▸ **WHAT IS NEEDED**: Below are the entries; count how many lines contain the word "must" and reply with that number alone.

Stored items
++++++++++++++++++++
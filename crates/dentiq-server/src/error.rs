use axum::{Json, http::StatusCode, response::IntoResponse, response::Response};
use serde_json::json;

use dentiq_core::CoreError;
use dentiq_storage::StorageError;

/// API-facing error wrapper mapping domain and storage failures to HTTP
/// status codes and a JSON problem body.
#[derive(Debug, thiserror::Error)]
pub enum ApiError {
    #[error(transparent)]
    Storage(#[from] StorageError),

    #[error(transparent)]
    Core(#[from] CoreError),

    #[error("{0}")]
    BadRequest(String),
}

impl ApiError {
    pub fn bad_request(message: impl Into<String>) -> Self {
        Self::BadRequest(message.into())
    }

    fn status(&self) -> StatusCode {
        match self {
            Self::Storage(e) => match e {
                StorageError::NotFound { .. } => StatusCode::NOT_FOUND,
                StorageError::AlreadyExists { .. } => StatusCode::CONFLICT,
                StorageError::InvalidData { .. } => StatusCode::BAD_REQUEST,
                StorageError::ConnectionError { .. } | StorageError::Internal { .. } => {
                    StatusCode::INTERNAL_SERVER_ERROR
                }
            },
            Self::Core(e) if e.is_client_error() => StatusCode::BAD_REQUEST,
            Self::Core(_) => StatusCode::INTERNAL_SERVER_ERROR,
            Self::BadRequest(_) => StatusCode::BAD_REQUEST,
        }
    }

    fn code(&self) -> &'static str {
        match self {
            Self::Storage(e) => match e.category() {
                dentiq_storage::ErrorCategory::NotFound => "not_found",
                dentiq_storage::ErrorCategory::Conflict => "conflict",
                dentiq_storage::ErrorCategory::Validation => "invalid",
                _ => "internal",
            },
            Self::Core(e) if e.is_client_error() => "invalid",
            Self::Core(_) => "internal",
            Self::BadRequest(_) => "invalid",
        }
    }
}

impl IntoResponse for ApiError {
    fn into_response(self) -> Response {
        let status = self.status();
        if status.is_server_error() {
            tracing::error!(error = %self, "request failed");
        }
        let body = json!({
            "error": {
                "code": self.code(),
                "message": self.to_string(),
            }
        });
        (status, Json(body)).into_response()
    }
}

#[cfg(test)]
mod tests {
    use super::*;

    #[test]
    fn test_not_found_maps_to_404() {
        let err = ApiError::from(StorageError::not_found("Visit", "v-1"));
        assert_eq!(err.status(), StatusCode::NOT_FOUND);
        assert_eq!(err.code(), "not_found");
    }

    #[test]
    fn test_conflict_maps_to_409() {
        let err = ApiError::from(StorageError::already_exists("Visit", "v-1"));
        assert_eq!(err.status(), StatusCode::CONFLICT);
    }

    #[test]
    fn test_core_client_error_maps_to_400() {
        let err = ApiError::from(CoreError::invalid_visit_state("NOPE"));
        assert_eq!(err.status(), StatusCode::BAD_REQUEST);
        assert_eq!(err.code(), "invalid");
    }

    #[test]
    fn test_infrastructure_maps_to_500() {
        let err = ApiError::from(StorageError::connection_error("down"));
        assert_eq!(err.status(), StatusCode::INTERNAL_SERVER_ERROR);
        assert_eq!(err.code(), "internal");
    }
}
++++++++++++++++++++
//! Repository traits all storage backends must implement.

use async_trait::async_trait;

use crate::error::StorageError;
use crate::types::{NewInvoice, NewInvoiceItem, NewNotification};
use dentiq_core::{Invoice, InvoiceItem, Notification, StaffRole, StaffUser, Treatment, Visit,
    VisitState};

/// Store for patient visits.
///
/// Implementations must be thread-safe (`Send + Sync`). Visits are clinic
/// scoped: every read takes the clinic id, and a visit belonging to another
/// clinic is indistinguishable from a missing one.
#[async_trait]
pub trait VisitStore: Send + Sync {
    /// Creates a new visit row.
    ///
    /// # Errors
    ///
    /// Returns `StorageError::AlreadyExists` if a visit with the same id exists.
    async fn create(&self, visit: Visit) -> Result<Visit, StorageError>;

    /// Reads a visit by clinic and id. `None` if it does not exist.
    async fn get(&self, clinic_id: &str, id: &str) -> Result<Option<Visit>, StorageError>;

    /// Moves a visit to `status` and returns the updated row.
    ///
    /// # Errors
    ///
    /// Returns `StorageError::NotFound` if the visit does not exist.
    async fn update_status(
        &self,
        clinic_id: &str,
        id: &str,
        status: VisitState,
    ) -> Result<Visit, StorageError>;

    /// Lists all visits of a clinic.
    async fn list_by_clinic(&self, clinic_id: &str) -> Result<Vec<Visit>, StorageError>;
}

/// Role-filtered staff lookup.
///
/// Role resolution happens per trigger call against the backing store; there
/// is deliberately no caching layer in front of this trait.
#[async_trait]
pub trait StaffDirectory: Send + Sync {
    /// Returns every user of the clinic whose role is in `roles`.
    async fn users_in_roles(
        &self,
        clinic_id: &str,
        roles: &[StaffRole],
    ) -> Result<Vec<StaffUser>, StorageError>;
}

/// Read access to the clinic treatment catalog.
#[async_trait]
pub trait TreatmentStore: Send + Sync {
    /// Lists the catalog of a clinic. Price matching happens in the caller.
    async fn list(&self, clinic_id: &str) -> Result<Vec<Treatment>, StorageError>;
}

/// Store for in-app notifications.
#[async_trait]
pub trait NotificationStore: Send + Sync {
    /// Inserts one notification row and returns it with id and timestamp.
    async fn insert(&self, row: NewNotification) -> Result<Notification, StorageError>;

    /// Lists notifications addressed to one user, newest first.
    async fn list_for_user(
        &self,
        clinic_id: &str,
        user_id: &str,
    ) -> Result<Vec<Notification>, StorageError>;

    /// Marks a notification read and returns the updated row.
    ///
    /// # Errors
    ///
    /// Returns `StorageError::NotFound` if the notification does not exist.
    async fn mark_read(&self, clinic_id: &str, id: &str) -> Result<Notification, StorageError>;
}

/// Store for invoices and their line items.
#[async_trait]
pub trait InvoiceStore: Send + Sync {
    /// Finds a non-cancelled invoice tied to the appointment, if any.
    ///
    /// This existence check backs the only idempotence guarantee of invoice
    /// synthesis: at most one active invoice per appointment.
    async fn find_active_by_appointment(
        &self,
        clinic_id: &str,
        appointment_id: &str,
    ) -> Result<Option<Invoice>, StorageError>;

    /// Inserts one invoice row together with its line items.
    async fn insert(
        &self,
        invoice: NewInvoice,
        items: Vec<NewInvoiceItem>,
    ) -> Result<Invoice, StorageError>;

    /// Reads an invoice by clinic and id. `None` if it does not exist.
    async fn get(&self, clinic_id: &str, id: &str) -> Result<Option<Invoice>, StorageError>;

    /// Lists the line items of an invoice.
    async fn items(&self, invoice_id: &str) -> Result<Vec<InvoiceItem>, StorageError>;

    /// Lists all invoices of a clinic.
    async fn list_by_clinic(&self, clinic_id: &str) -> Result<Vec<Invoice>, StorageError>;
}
++++++++++++++++++++
▸ **RESULT OF THIS TASK**: 2